- AIM OF THE EXERCISE: From the material below, return every line that includes "contains".

- DATA:

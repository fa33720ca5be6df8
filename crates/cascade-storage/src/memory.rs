//! In-memory [`Storage`] backend for tests and embedding without a filesystem.
//!
//! Grounded on `langgraph-checkpoint`'s `InMemoryCheckpointSaver`: a single
//! `RwLock`-guarded map, no external dependencies, data lost on drop.

use async_trait::async_trait;
use cascade_core::Message;
use std::collections::{HashMap, HashSet};
use tokio::sync::RwLock;

use crate::error::{Result, StorageError};
use crate::traits::Storage;

#[derive(Default)]
struct Inner {
    /// Per-stream insertion-ordered message log.
    by_stream: HashMap<String, Vec<Message>>,
    /// `(stream, cascade_id)` keys present, for O(1) existence checks.
    keys: HashSet<(String, String)>,
    /// Stream-agnostic lookup by cascade id, used by unroll.
    by_id: HashMap<String, Message>,
}

/// Thread-safe in-memory [`Storage`] implementation.
#[derive(Default)]
pub struct InMemoryStorage {
    inner: RwLock<Inner>,
}

impl InMemoryStorage {
    pub fn new() -> Self {
        Self::default()
    }
}

#[async_trait]
impl Storage for InMemoryStorage {
    async fn exists(&self, stream: &str, cascade_id: &str) -> Result<bool> {
        let inner = self.inner.read().await;
        Ok(inner.keys.contains(&(stream.to_string(), cascade_id.to_string())))
    }

    async fn store(&self, stream: &str, message: &Message) -> Result<()> {
        let mut inner = self.inner.write().await;
        let key = (stream.to_string(), message.cascade_id.clone());
        if inner.keys.contains(&key) {
            return Err(StorageError::AlreadyExists {
                stream: stream.to_string(),
                cascade_id: message.cascade_id.clone(),
            });
        }
        inner.keys.insert(key);
        inner.by_stream.entry(stream.to_string()).or_default().push(message.clone());
        inner.by_id.insert(message.cascade_id.clone(), message.clone());
        Ok(())
    }

    async fn get(&self, cascade_id: &str) -> Result<Option<Message>> {
        let inner = self.inner.read().await;
        Ok(inner.by_id.get(cascade_id).cloned())
    }

    async fn list_messages(&self, stream: &str) -> Result<Vec<Message>> {
        let inner = self.inner.read().await;
        Ok(inner.by_stream.get(stream).cloned().unwrap_or_default())
    }

    async fn list_streams(&self) -> Result<Vec<String>> {
        let inner = self.inner.read().await;
        Ok(inner.by_stream.keys().cloned().collect())
    }
}
//! The outcome a cell can hold, and the structural-problem diagnostics
//! attached to computations that cannot run.

use std::fmt;
use std::rc::Rc;

use crate::ids::{ComputationId, VariableId};
use crate::value::DynValue;

/// What a cell currently holds. Sources are always [`CellResult::Success`]
/// or [`CellResult::Uninitialized`]; computed cells can additionally hold
/// [`CellResult::Error`] (the computation's body rejected) or
/// [`CellResult::Fatal`] (the owning computation is structurally broken).
#[derive(Clone)]
pub enum CellResult {
    /// The cell holds a value produced by a write or a completed run.
    Success(DynValue),
    /// The owning computation's body returned an application-level error.
    Error(Rc<dyn std::error::Error>),
    /// The owning computation is quarantined; this cell cannot be computed.
    Fatal(StructuralError),
    /// The cell has never been written or successfully computed.
    Uninitialized,
}

impl fmt::Debug for CellResult {
    fn fmt(&self, f: &mut fmt::Formatter<'_>) -> fmt::Result {
        match self {
            CellResult::Success(v) => f.debug_tuple("Success").field(v).finish(),
            CellResult::Error(e) => f.debug_tuple("Error").field(&e.to_string()).finish(),
            CellResult::Fatal(e) => f.debug_tuple("Fatal").field(e).finish(),
            CellResult::Uninitialized => write!(f, "Uninitialized"),
        }
    }
}

impl CellResult {
    pub fn is_success(&self) -> bool {
        matches!(self, CellResult::Success(_))
    }

    pub fn as_value(&self) -> Option<&DynValue> {
        match self {
            CellResult::Success(v) => Some(v),
            _ => None,
        }
    }
}

/// Why a computation was placed in the problem sub-graph.
#[derive(Clone, Copy, Debug, PartialEq, Eq)]
pub enum ProblemReason {
    /// One or more declared static inputs do not resolve to a live cell.
    MissingInput,
    /// The computation participates in a dependency cycle.
    CircularDependency,
    /// The definition itself is malformed (e.g. an output name reused from
    /// the same computation, or zero outputs where the host requires one).
    InvalidDefinition,
    /// Another live computation already owns one of this computation's
    /// declared outputs.
    DuplicateOutput,
}

/// Diagnostic payload describing exactly why a computation is quarantined.
#[derive(Clone, Debug)]
pub struct StructuralError {
    pub reason: ProblemReason,
    pub computation: ComputationId,
    pub missing_inputs: Vec<VariableId>,
    pub cycle_path: Vec<ComputationId>,
    pub conflicting_producer: Option<ComputationId>,
}

impl StructuralError {
    pub(crate) fn missing_input(computation: ComputationId, missing_inputs: Vec<VariableId>) -> Self {
        StructuralError {
            reason: ProblemReason::MissingInput,
            computation,
            missing_inputs,
            cycle_path: Vec::new(),
            conflicting_producer: None,
        }
    }

    pub(crate) fn circular_dependency(computation: ComputationId, cycle_path: Vec<ComputationId>) -> Self {
        StructuralError {
            reason: ProblemReason::CircularDependency,
            computation,
            missing_inputs: Vec::new(),
            cycle_path,
            conflicting_producer: None,
        }
    }

    pub(crate) fn duplicate_output(computation: ComputationId, conflicting_producer: ComputationId) -> Self {
        StructuralError {
            reason: ProblemReason::DuplicateOutput,
            computation,
            missing_inputs: Vec::new(),
            cycle_path: Vec::new(),
            conflicting_producer: Some(conflicting_producer),
        }
    }

    pub(crate) fn invalid_definition(computation: ComputationId) -> Self {
        StructuralError {
            reason: ProblemReason::InvalidDefinition,
            computation,
            missing_inputs: Vec::new(),
            cycle_path: Vec::new(),
            conflicting_producer: None,
        }
    }
}

impl fmt::Display for StructuralError {
    fn fmt(&self, f: &mut fmt::Formatter<'_>) -> fmt::Result {
        match self.reason {
            ProblemReason::MissingInput => write!(
                f,
                "computation `{}` has missing input(s): {}",
                self.computation,
                self.missing_inputs
                    .iter()
                    .map(|v| v.as_str())
                    .collect::<Vec<_>>()
                    .join(", ")
            ),
            ProblemReason::CircularDependency => write!(
                f,
                "computation `{}` participates in a cycle: {}",
                self.computation,
                self.cycle_path
                    .iter()
                    .map(|c| c.as_str())
                    .collect::<Vec<_>>()
                    .join(" -> ")
            ),
            ProblemReason::InvalidDefinition => {
                write!(f, "computation `{}` has an invalid definition", self.computation)
            }
            ProblemReason::DuplicateOutput => write!(
                f,
                "computation `{}` conflicts with `{}` over a shared output",
                self.computation,
                self.conflicting_producer
                    .as_ref()
                    .map(|c| c.as_str())
                    .unwrap_or("?")
            ),
        }
    }
}

impl std::error::Error for StructuralError {}
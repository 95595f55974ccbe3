//! Cooperative cancellation primitives.
//!
//! Cancellation is modeled as an explicit checked signal rather than future
//! drop: an aborted task keeps running until it notices, at its next
//! await-boundary, that its token has fired (§9 Design Notes, "Cancellation
//! as control flow").

use std::cell::Cell;
use std::fmt;
use std::future::Future;
use std::pin::Pin;
use std::rc::Rc;
use std::task::{Context, Poll};

use crate::clock::LogicalClock;

struct CancelInner {
    cancelled: Cell<bool>,
    parent: Option<CancelToken>,
}

/// A cooperatively-checked cancellation signal. Cloning shares the same
/// underlying flag; [`CancelToken::child`] creates a signal that also
/// reports cancelled once its parent does, without needing the parent to
/// proactively fire every descendant (pull-mode chaining, per §4.5's
/// "Abort strategies").
#[derive(Clone)]
pub struct CancelToken(Rc<CancelInner>);

impl CancelToken {
    pub fn new() -> Self {
        CancelToken(Rc::new(CancelInner {
            cancelled: Cell::new(false),
            parent: None,
        }))
    }

    /// A token that is also cancelled whenever `self` is.
    pub fn child(&self) -> Self {
        CancelToken(Rc::new(CancelInner {
            cancelled: Cell::new(false),
            parent: Some(self.clone()),
        }))
    }

    pub fn cancel(&self) {
        self.0.cancelled.set(true);
    }

    pub fn is_cancelled(&self) -> bool {
        self.0.cancelled.get() || self.0.parent.as_ref().is_some_and(|p| p.is_cancelled())
    }

    /// A future that resolves once this token (or an ancestor) is
    /// cancelled. There is no wakeup event to subscribe to — `cancel()` is
    /// a plain flag flip from synchronous kernel code — so this polls and
    /// immediately re-arms its waker until the flag is observed set, which
    /// is fine for the short-lived internal waits this is used for
    /// (racing against a oneshot in [`crate::scheduler::evaluate`]).
    pub(crate) fn cancelled(&self) -> Cancelled {
        Cancelled(self.clone())
    }
}

pub(crate) struct Cancelled(CancelToken);

impl Future for Cancelled {
    type Output = ();

    fn poll(self: Pin<&mut Self>, cx: &mut Context<'_>) -> Poll<()> {
        if self.0.is_cancelled() {
            Poll::Ready(())
        } else {
            cx.waker().wake_by_ref();
            Poll::Pending
        }
    }
}

impl Default for CancelToken {
    fn default() -> Self {
        CancelToken::new()
    }
}

/// A control-flow sentinel thrown when a task notices its token fired.
/// Swallowed by the scheduler; never surfaced to hosts as a [`crate::result::CellResult::Error`].
#[derive(Clone, Copy, Debug)]
pub struct Aborted;

impl fmt::Display for Aborted {
    fn fmt(&self, f: &mut fmt::Formatter<'_>) -> fmt::Result {
        write!(f, "task aborted")
    }
}

impl std::error::Error for Aborted {}

pub(crate) type TaskId = u64;

/// A running body invocation attached to its owning computation.
pub(crate) struct TaskHandle {
    pub(crate) id: TaskId,
    /// `cause_at` snapshot the task was launched against; used to detect
    /// supersession per §4.4's `cause_at`-increase-while-Ready rule.
    pub(crate) cause_at: LogicalClock,
    pub(crate) cancel: CancelToken,
}

#[cfg(test)]
mod tests {
    use super::*;

    #[test]
    fn child_token_observes_parent_cancellation() {
        let parent = CancelToken::new();
        let child = parent.child();
        assert!(!child.is_cancelled());
        parent.cancel();
        assert!(child.is_cancelled());
    }

    #[test]
    fn cancelling_child_does_not_cancel_parent() {
        let parent = CancelToken::new();
        let child = parent.child();
        child.cancel();
        assert!(child.is_cancelled());
        assert!(!parent.is_cancelled());
    }
}
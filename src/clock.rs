//! The logical clock that orders every externally visible event.
//!
//! A single monotonic counter is incremented once per applicable event (a
//! source write, a recomputation producing a changed value, or certain
//! structural edits) and stamped onto the cells it affects. Readers never see
//! a value whose stamp is older than the most recent observed cause.

use std::cell::Cell;
use std::fmt;

/// A point in the kernel's logical time. Opaque to hosts beyond ordering
/// comparisons; never reset, never wraps in any practical run.
#[derive(Clone, Copy, PartialEq, Eq, PartialOrd, Ord, Hash, Default)]
pub struct LogicalClock(u64);

impl LogicalClock {
    /// The clock value before anything has happened.
    pub const START: LogicalClock = LogicalClock(0);
}

impl fmt::Debug for LogicalClock {
    fn fmt(&self, f: &mut fmt::Formatter<'_>) -> fmt::Result {
        write!(f, "LogicalClock({})", self.0)
    }
}

/// Internal monotonic tick source. The kernel is single-threaded, so a plain
/// `Cell` suffices; there is no need for the atomics the multi-threaded
/// ancestor of this design used for its revision counter.
#[derive(Default)]
pub(crate) struct Clock {
    now: Cell<u64>,
}

impl Clock {
    pub(crate) fn current(&self) -> LogicalClock {
        LogicalClock(self.now.get())
    }

    /// Advances the clock by one and returns the new value.
    pub(crate) fn tick(&self) -> LogicalClock {
        let next = self.now.get() + 1;
        self.now.set(next);
        LogicalClock(next)
    }
}

#[cfg(test)]
mod tests {
    use super::*;

    #[test]
    fn ticks_are_strictly_increasing() {
        let clock = Clock::default();
        let a = clock.tick();
        let b = clock.tick();
        assert!(b > a);
        assert_eq!(clock.current(), b);
    }

    #[test]
    fn start_is_the_smallest_possible_value() {
        let clock = Clock::default();
        assert!(LogicalClock::START < clock.tick());
    }
}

- RESPONSE BOX:
        Ok(inner.keys.contains(&(stream.to_string(), cascade_id.to_string())))
        if inner.keys.contains(&key) {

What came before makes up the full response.